____ SUPPLIED RECORDS

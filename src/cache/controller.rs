//! Cache controller that mediates outbound requests at the transport
//! boundary.
//!
//! Every eligible GET is routed through one of three strategies:
//! - API calls: stale-while-revalidate
//! - navigations: network-first with shell fallback
//! - static assets: cache-first
//!
//! Stores are versioned by name; activation deletes every store that does
//! not belong to the current version.

use color_eyre::{eyre::eyre, Result};
use std::future::Future;
use std::sync::Arc;
use std::time::Duration;
use tracing::{debug, info, warn};
use url::Url;

use super::storage::StoreBackend;
use super::types::{
  CachedResponse, FetchRequest, FetchResponse, OfflineError, RequestClass, Served,
};

/// Version tag for the cache stores. Bump on every deploy; activation then
/// discards all stores carrying an older tag.
pub const CACHE_VERSION: &str = "v3";

/// Static configuration for the controller.
#[derive(Debug, Clone)]
pub struct ControllerConfig {
  /// Prefix shared by all store names.
  pub store_prefix: String,
  /// Version tag embedded in store names.
  pub version: String,
  /// Only requests to this origin are eligible for interception.
  pub origin: Url,
  /// Path prefix of the API namespace.
  pub api_prefix: String,
  /// Critical resources pre-cached during install.
  pub shell_paths: Vec<String>,
}

impl ControllerConfig {
  pub fn new(origin: Url) -> Self {
    Self {
      store_prefix: "mihrab".to_string(),
      version: CACHE_VERSION.to_string(),
      origin,
      api_prefix: "/api/".to_string(),
      shell_paths: ["/", "/login", "/dashboard", "/manifest.json", "/icons/icon-192.png"]
        .iter()
        .map(|s| s.to_string())
        .collect(),
    }
  }

  pub fn with_version(mut self, version: &str) -> Self {
    self.version = version.to_string();
    self
  }

  pub fn with_api_prefix(mut self, prefix: &str) -> Self {
    self.api_prefix = prefix.to_string();
    self
  }

  pub fn with_shell_paths(mut self, paths: &[&str]) -> Self {
    self.shell_paths = paths.iter().map(|s| s.to_string()).collect();
    self
  }

  /// Name of the pre-cached app-shell store for this version.
  pub fn shell_store(&self) -> String {
    format!("{}-shell-{}", self.store_prefix, self.version)
  }

  /// Name of the runtime store (API + asset entries) for this version.
  pub fn runtime_store(&self) -> String {
    format!("{}-runtime-{}", self.store_prefix, self.version)
  }
}

/// The offline cache controller.
///
/// Handles each intercepted request independently; the only shared state is
/// the underlying store, whose writes are last-write-wins per key.
pub struct CacheController<S: StoreBackend> {
  storage: Arc<S>,
  config: ControllerConfig,
  /// Bound on awaited network calls before falling back to cache/offline.
  network_timeout: Duration,
}

impl<S: StoreBackend> CacheController<S> {
  pub fn new(storage: S, config: ControllerConfig) -> Self {
    Self {
      storage: Arc::new(storage),
      config,
      network_timeout: Duration::from_secs(10),
    }
  }

  pub fn with_network_timeout(mut self, timeout: Duration) -> Self {
    self.network_timeout = timeout;
    self
  }

  pub fn config(&self) -> &ControllerConfig {
    &self.config
  }

  /// Pre-populate the shell store with the enumerated critical resources.
  ///
  /// All-or-nothing: every shell path is fetched before anything is written,
  /// so a failed install never leaves the store partially populated. The
  /// caller should retry installation later on failure.
  pub async fn install<F, Fut>(&self, fetch: F) -> Result<()>
  where
    F: Fn(FetchRequest) -> Fut,
    Fut: Future<Output = Result<FetchResponse>>,
  {
    let mut requests = Vec::with_capacity(self.config.shell_paths.len());
    for path in &self.config.shell_paths {
      let url = self
        .config
        .origin
        .join(path)
        .map_err(|e| eyre!("Invalid shell path {}: {}", path, e))?;
      requests.push(FetchRequest::get(url.as_str())?);
    }

    // Fetch everything first; any failure aborts before the first write.
    let fetches = requests.iter().map(|r| fetch(r.clone()));
    let responses = futures::future::try_join_all(fetches).await?;

    for (request, response) in requests.iter().zip(&responses) {
      if !response.ok() {
        return Err(eyre!(
          "Shell precache failed: {} returned status {}",
          request.url,
          response.status
        ));
      }
    }

    let store = self.config.shell_store();
    for (request, response) in requests.iter().zip(&responses) {
      self
        .storage
        .put(&store, &request.cache_key(), &CachedResponse::now(response))?;
    }

    info!(store = %store, resources = requests.len(), "shell store populated");
    Ok(())
  }

  /// Take over: delete every store that does not belong to this version.
  ///
  /// Keeps repeated deploys from accumulating stale versioned stores.
  pub fn activate(&self) -> Result<()> {
    let expected = [self.config.shell_store(), self.config.runtime_store()];

    for store in self.storage.list_stores()? {
      if !expected.contains(&store) {
        info!(store = %store, "deleting stale cache store");
        self.storage.delete_store(&store)?;
      }
    }

    Ok(())
  }

  /// Classify a request, in order of specificity.
  pub fn classify(&self, request: &FetchRequest) -> RequestClass {
    // Mutations and cross-origin calls pass through untouched.
    if !request.is_get() || request.url.origin() != self.config.origin.origin() {
      return RequestClass::Passthrough;
    }

    let path = request.url.path();
    if path.starts_with(&self.config.api_prefix) {
      return RequestClass::Api;
    }

    if self.is_navigation(path) {
      return RequestClass::Navigation;
    }

    RequestClass::Asset
  }

  /// A path is a navigation if it is a known shell route or has no file
  /// extension in its final segment.
  fn is_navigation(&self, path: &str) -> bool {
    if self.config.shell_paths.iter().any(|p| p == path) {
      return true;
    }
    let last = path.rsplit('/').next().unwrap_or("");
    !last.contains('.')
  }

  /// Route an intercepted request through the strategy for its class.
  pub async fn handle_request<F, Fut>(&self, request: FetchRequest, fetch: F) -> Result<Served>
  where
    F: FnOnce(FetchRequest) -> Fut + Send + 'static,
    Fut: Future<Output = Result<FetchResponse>> + Send + 'static,
  {
    match self.classify(&request) {
      RequestClass::Passthrough => {
        let response = fetch(request).await?;
        Ok(Served::from_network(response))
      }
      RequestClass::Api => self.stale_while_revalidate(request, fetch).await,
      RequestClass::Navigation => self.network_first(request, fetch).await,
      RequestClass::Asset => self.cache_first(request, fetch).await,
    }
  }

  /// Serve the cached entry immediately and refresh it in the background.
  ///
  /// The awaited network result is never used for the current response; a
  /// failed revalidation leaves the previous entry untouched.
  async fn stale_while_revalidate<F, Fut>(&self, request: FetchRequest, fetch: F) -> Result<Served>
  where
    F: FnOnce(FetchRequest) -> Fut + Send + 'static,
    Fut: Future<Output = Result<FetchResponse>> + Send + 'static,
  {
    let store = self.config.runtime_store();
    let key = request.cache_key();

    if let Some(cached) = self.storage.get(&store, &key)? {
      // Fire-and-forget revalidation; the caller is not blocked on it.
      let storage = Arc::clone(&self.storage);
      let background = request.clone();
      tokio::spawn(async move {
        match fetch(background.clone()).await {
          Ok(response) if response.ok() => {
            if let Err(err) = storage.put(&store, &key, &CachedResponse::now(&response)) {
              warn!(url = %background.url, error = %err, "revalidation write failed");
            }
          }
          Ok(response) => {
            debug!(url = %background.url, status = response.status, "revalidation skipped on error status");
          }
          Err(err) => {
            debug!(url = %background.url, error = %err, "revalidation fetch failed");
          }
        }
      });

      return Ok(Served::from_cache(cached.response));
    }

    // Cache miss: this call must wait for the network.
    match self.fetch_with_timeout(request.clone(), fetch).await {
      Ok(response) => {
        if response.ok() {
          self
            .storage
            .put(&store, &key, &CachedResponse::now(&response))?;
        }
        Ok(Served::from_network(response))
      }
      Err(err) => {
        debug!(url = %request.url, error = %err, "api fetch failed with empty cache");
        Err(OfflineError::new(&request.url).into())
      }
    }
  }

  /// Try the network first; fall back to the pre-cached shell entry.
  async fn network_first<F, Fut>(&self, request: FetchRequest, fetch: F) -> Result<Served>
  where
    F: FnOnce(FetchRequest) -> Fut + Send + 'static,
    Fut: Future<Output = Result<FetchResponse>> + Send + 'static,
  {
    let key = request.cache_key();

    match self.fetch_with_timeout(request.clone(), fetch).await {
      Ok(response) => {
        if response.ok() {
          self
            .storage
            .put(&self.config.shell_store(), &key, &CachedResponse::now(&response))?;
        }
        Ok(Served::from_network(response))
      }
      Err(err) => {
        debug!(url = %request.url, error = %err, "navigation fetch failed, trying shell");
        match self.storage.get(&self.config.shell_store(), &key)? {
          Some(cached) => Ok(Served::shell_fallback(cached.response)),
          None => Err(OfflineError::new(&request.url).into()),
        }
      }
    }
  }

  /// Serve from cache when possible; otherwise fetch and store.
  async fn cache_first<F, Fut>(&self, request: FetchRequest, fetch: F) -> Result<Served>
  where
    F: FnOnce(FetchRequest) -> Fut + Send + 'static,
    Fut: Future<Output = Result<FetchResponse>> + Send + 'static,
  {
    let store = self.config.runtime_store();
    let key = request.cache_key();

    if let Some(cached) = self.storage.get(&store, &key)? {
      return Ok(Served::from_cache(cached.response));
    }

    match self.fetch_with_timeout(request.clone(), fetch).await {
      Ok(response) => {
        if response.ok() {
          self
            .storage
            .put(&store, &key, &CachedResponse::now(&response))?;
        }
        Ok(Served::from_network(response))
      }
      Err(err) => {
        debug!(url = %request.url, error = %err, "asset fetch failed with empty cache");
        Err(OfflineError::new(&request.url).into())
      }
    }
  }

  async fn fetch_with_timeout<F, Fut>(&self, request: FetchRequest, fetch: F) -> Result<FetchResponse>
  where
    F: FnOnce(FetchRequest) -> Fut,
    Fut: Future<Output = Result<FetchResponse>>,
  {
    let url = request.url.clone();
    match tokio::time::timeout(self.network_timeout, fetch(request)).await {
      Ok(result) => result,
      Err(_) => Err(eyre!("Network request to {} timed out", url)),
    }
  }
}
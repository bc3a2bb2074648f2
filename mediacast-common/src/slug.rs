//! Slug generation and uniqueness helpers
//!
//! Slugs identify podcasts in URLs. Uniqueness is enforced here rather
//! than by surfacing database constraint errors to the user: a taken slug
//! gets a numeric suffix appended until a free one is found.

use crate::Result;
use sqlx::SqlitePool;

/// Maximum stored slug length
pub const SLUG_LENGTH: usize = 50;

/// Turn an arbitrary string into a URL-safe slug.
///
/// Lowercases, maps runs of non-alphanumeric characters to single hyphens,
/// and truncates to [`SLUG_LENGTH`].
pub fn slugify(value: &str) -> String {
    let mut slug = String::with_capacity(value.len());
    let mut last_was_hyphen = true; // suppress leading hyphens

    for c in value.chars() {
        if c.is_ascii_alphanumeric() {
            slug.push(c.to_ascii_lowercase());
            last_was_hyphen = false;
        } else if !last_was_hyphen {
            slug.push('-');
            last_was_hyphen = true;
        }
    }

    while slug.ends_with('-') {
        slug.pop();
    }

    slug.truncate(SLUG_LENGTH);
    while slug.ends_with('-') {
        slug.pop();
    }
    slug
}

/// Check whether a string is already a valid slug
pub fn is_valid_slug(value: &str) -> bool {
    !value.is_empty()
        && value.len() <= SLUG_LENGTH
        && value
            .chars()
            .all(|c| c.is_ascii_lowercase() || c.is_ascii_digit() || c == '-')
        && !value.starts_with('-')
        && !value.ends_with('-')
}

/// Find an available slug for a podcast, based on the desired slug.
///
/// The desired value is slugified first. If the result is taken by a row
/// other than `ignore_id`, `-2`, `-3`, ... is appended until a free slug
/// is found.
pub async fn get_available_slug(
    db: &SqlitePool,
    desired: &str,
    ignore_id: Option<i64>,
) -> Result<String> {
    let base = {
        let s = slugify(desired);
        if s.is_empty() {
            "untitled".to_string()
        } else {
            s
        }
    };

    let mut candidate = base.clone();
    let mut n = 2;
    loop {
        let taken: Option<i64> =
            sqlx::query_scalar("SELECT id FROM podcasts WHERE slug = ? LIMIT 1")
                .bind(&candidate)
                .fetch_optional(db)
                .await?;

        match taken {
            None => return Ok(candidate),
            Some(id) if Some(id) == ignore_id => return Ok(candidate),
            Some(_) => {
                let suffix = format!("-{}", n);
                let mut stem = base.clone();
                stem.truncate(SLUG_LENGTH - suffix.len());
                while stem.ends_with('-') {
                    stem.pop();
                }
                candidate = format!("{}{}", stem, suffix);
                n += 1;
            }
        }
    }
}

________

EXERCISE DIRECTIONS: In the reply, include exactly the lines from the beginning of the entries above through the line holding "the current version.", and nothing besides.

RESPONSE TO THE EXERCISE:
filename src/cache/controller.rs
//! Cache controller that mediates outbound requests at the transport
//! boundary.
//!
//! Every eligible GET is routed through one of three strategies:
//! - API calls: stale-while-revalidate
//! - navigations: network-first with shell fallback
//! - static assets: cache-first
//!
//! Stores are versioned by name; activation deletes every store that does
//! not belong to the current version.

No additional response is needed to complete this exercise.